Saturday started off in Pali and ended up at Bonobo later for Mad Boy Mink. I entered just as MBM was hitting the stage. I liked the set a lot, bopping my head to the Looney-Tooney vibe of their hip-hop mixed songs. It was a weird crowd–nights out can be trippy if not approached with a certain amount of realization. I looked around to see a conservative-looking Indian woman in a full-on bordered silk sari, hair braided and all. She couldn’t have just come from a wedding, her outfit wasn’t jazzy enough. I see a group of hysterical white girls in the corner. Tall foreigners stood out. I continue to scope the room when R and I see a man wearing a skirt. Not a dhotti, a girl’s skirt. Confused, we caught man-skirt’s attention and he bustled over to us. R was convinced this man lost a bet and had to succumb to the evils of his fulfilling said bet by wearing a skirt. But this was his own doing: he was throwing a hen party for his girl friend and he was collecting bad advice from girls and lipstick kisses from men. He wanted us to participate in his bachlorette-party games and so we did. We chose from a stack of cards for topic prompts and the boys generously applied red lipstick to their faces. Like I said, weird night. I failed to remember Bonobo was an outdoor bar and the 87 degree weather with 200 % humidity was slowly killing me. The label on my Bud slipped off. Even my glue had given up. Nothing was going to last in this humidity myself included. I called the driver, we headed downstairs and all I could think was ‘thank god for air-condition and I can’t wait to shower.’

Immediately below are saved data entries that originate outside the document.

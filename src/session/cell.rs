//! Observable value cell: a holder with a synchronous current-value read, an
//! atomic replace, and a replay-latest subscription stream. New subscribers
//! immediately receive the current value, then every subsequent change; slow
//! subscribers observe the latest value rather than the full history
//! (last-write-wins, matching the store's ordering guarantee).

use futures_util::Stream;
use tokio::sync::watch;

pub struct ObservedCell<T> {
    tx: watch::Sender<T>,
}

impl<T: Clone + Send + Sync + 'static> ObservedCell<T> {
    pub fn new(initial: T) -> Self {
        let (tx, _rx) = watch::channel(initial);
        Self { tx }
    }

    pub fn get(&self) -> T {
        self.tx.borrow().clone()
    }

    /// Single-step replacement; delivered to subscribers even when none were
    /// registered at the previous set.
    pub fn set(&self, value: T) {
        self.tx.send_replace(value);
    }

    /// Lazy, infinite stream of values. Ends only when the cell is dropped.
    pub fn stream(&self) -> impl Stream<Item = T> + Send + Unpin {
        let rx = self.tx.subscribe();
        Box::pin(futures_util::stream::unfold(
            (rx, true),
            |(mut rx, first)| async move {
                if first {
                    let current = rx.borrow_and_update().clone();
                    return Some((current, (rx, false)));
                }
                match rx.changed().await {
                    Ok(()) => {
                        let next = rx.borrow_and_update().clone();
                        Some((next, (rx, false)))
                    }
                    Err(_) => None,
                }
            },
        ))
    }
}
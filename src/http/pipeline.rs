//! The request middleware chain, applied in fixed order to every outgoing
//! request: token injection, tenant injection, send, 401 recovery (single
//! coalesced refresh + one retransmit), tenant-mismatch handling, error
//! normalization. Stages one and two are pure transforms; only the recovery
//! stages call back into the lifecycle controller.

use std::sync::Arc;

use tracing::{debug, error, warn};
use uuid::Uuid;

use crate::error::{ApiError, TENANT_MISMATCH_CODE};
use crate::session::SessionManager;

use super::request::{self, ApiRequest, ApiResponse};
use super::transport::HttpTransport;

pub struct RequestPipeline {
    manager: Arc<SessionManager>,
    transport: Arc<dyn HttpTransport>,
}

fn normalize(resp: &ApiResponse) -> ApiError {
    let message = resp.error_message().unwrap_or("request failed").to_string();
    let mut err = ApiError::new(resp.status, message);
    if let Some(code) = resp.error_code() {
        err = err.with_cause(code);
    }
    err
}

impl RequestPipeline {
    pub fn new(manager: Arc<SessionManager>, transport: Arc<dyn HttpTransport>) -> Self {
        Self { manager, transport }
    }

    /// Stages 1-2: bearer token (unless the path is exempt) and tenant header,
    /// each applied to a clone. Re-run on retry so the retransmit sees the
    /// freshly minted token.
    fn prepare(&self, req: &ApiRequest) -> ApiRequest {
        let mut prepared = req.clone();
        if !request::is_exempt(&req.path) {
            if let Some(token) = self.manager.access_token() {
                prepared = request::with_bearer(&prepared, &token);
            }
        }
        if let Some(tenant) = self.manager.current_tenant() {
            prepared = request::with_tenant(&prepared, &tenant.id);
        }
        prepared
    }

    pub async fn execute(&self, req: ApiRequest) -> Result<ApiResponse, ApiError> {
        let request_id = Uuid::new_v4();
        let epoch = self.manager.token_epoch();
        let prepared = self.prepare(&req);
        debug!(%request_id, path = %req.path, "dispatching request");

        let resp = match self.transport.send(prepared).await {
            Ok(resp) => resp,
            Err(e) => return Err(ApiError::network(e.to_string())),
        };

        if resp.status == 401 && !request::is_refresh_path(&req.path) {
            warn!(%request_id, path = %req.path, "401 received; attempting token refresh");
            return match self.manager.refresh_from(epoch).await {
                Ok(()) => {
                    let retried = self.prepare(&req);
                    match self.transport.send(retried).await {
                        Ok(second) => self.finish(request_id, &req, second),
                        Err(e) => Err(ApiError::network(e.to_string())),
                    }
                }
                Err(refresh_err) => {
                    // The caller gets the original 401; the session is torn down.
                    debug!(%request_id, error = %refresh_err, "refresh failed; surfacing original 401");
                    self.manager.clear_session_and_redirect();
                    Err(normalize(&resp))
                }
            };
        }

        self.finish(request_id, &req, resp)
    }

    /// Stages 4-5: tenant-mismatch teardown and error normalization. Applied
    /// to first responses and retransmits alike; never triggers another retry.
    fn finish(
        &self,
        request_id: Uuid,
        req: &ApiRequest,
        resp: ApiResponse,
    ) -> Result<ApiResponse, ApiError> {
        if resp.status == 403 && resp.error_code() == Some(TENANT_MISMATCH_CODE) {
            error!(%request_id, path = %req.path, "tenant mismatch; clearing session");
            self.manager.clear_session_and_redirect();
            return Err(normalize(&resp));
        }
        if resp.is_success() {
            debug!(%request_id, path = %req.path, status = resp.status, "request completed");
            return Ok(resp);
        }
        Err(normalize(&resp))
    }
}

Today was the Flea Market–A company called Lil Flea was hosting a 2-day Flea Market on the grounds opposite Lilavati Hospital this weekend. My initial though upon hearing about the market? ‘You’ve been to one Flea Market, you’ve been to them all.” In a way, this is true. But I needed something to do this afternoon and it was an easy way to spend some money. I didn’t over-think, which usually happens when I plan to go to any festival/market/push-and-shove type atmosphere. I stood in a short line for no more than 2 mins before I entered. The grounds weren’t decorated in any ornate way but it was cool to see this sort of thing happening in the middle of Bombay. Sometimes I take certain things for granted living in Bombay–there are so many expats, so much access to foreigner goods and materials, and things like boozy brunches, brie, and gluten-free/vegan/kosher/ stuff happening here that its hard to believe your in India! I know for sure other parts of India have no clue what gluten-free means or that they can even pronounce kosher. I don’t blame them either. Being in Bombay is unlike being in any other part of India–it’s hip, open to new ideas, and always ready for the next big fad. I snatched up kitschy bags and scarves (my weakness), chatted up the Berlin-based brand owners and headed home.
My recent adventures with shopping have led me to discover just how out of touch I am with Eastern Fashion–I’m talking Indian clothes, people. I’ve been on the lookout for a nice Indian outfit for my friend’s wedding next month. I didn’t realize until yesterday how much I abhor shopping for Indian clothes. It’s manic. stressful. overwhelming. tiring. and expensive. I can’t remember wearing an Indian outfit more than twice over before it maintains permanent residence on my clothes hanger. We women try to justify it, saying we will ‘put it too good use’, promising ourselves and others that ‘that outfit WILL be WORN’. Lies. It’s also because I don’t like wearing Indian clothes. I don’t mind a salwar/kurta (basically a long dressy tunic with leggings and an optional scarf to drape over it). But I would take a blazer or shift dress any day. Indian fashion changes faster than it takes to get to Chembur to Colaba on a Wednesday afternoon. I bought fabric from Kari’s store that I could get an outfit stitched (fancy, I know, but custom-made clothes are very common). She took me to meet her tailor which felt like a spy mission. Her words: ‘Good tailors are top-secret info. You never share you’re tailor’s number with anyone!’ Adorable. We walked through the gully, into the tailor’s, also named Kari, shop. As the master-ji took my measurements and we decided how I wanted the outfit to be cut, Kari was quick to call me out on my fashion ignorance. ‘Oh no no no no’, she exclaimed. ‘Short kurtas are out. Long kurta’s are in. No one wear’s short kurtas anymore, didn’t you know?!’ Clearly, I did not. I let her take the wheel on the stylistic nuances of my outfit (not forgetting to add my 2 cents of course: cut the shoulder width, make me look skinny!). I searched for an outfit for my friend’s wedding on Saturday and nearly lost it. Too. many. choices. There is an endless supply of ways to make women look colorful and shiny. I decided to go to one shop later this week and choose whatever was in front of me. Wham bam done.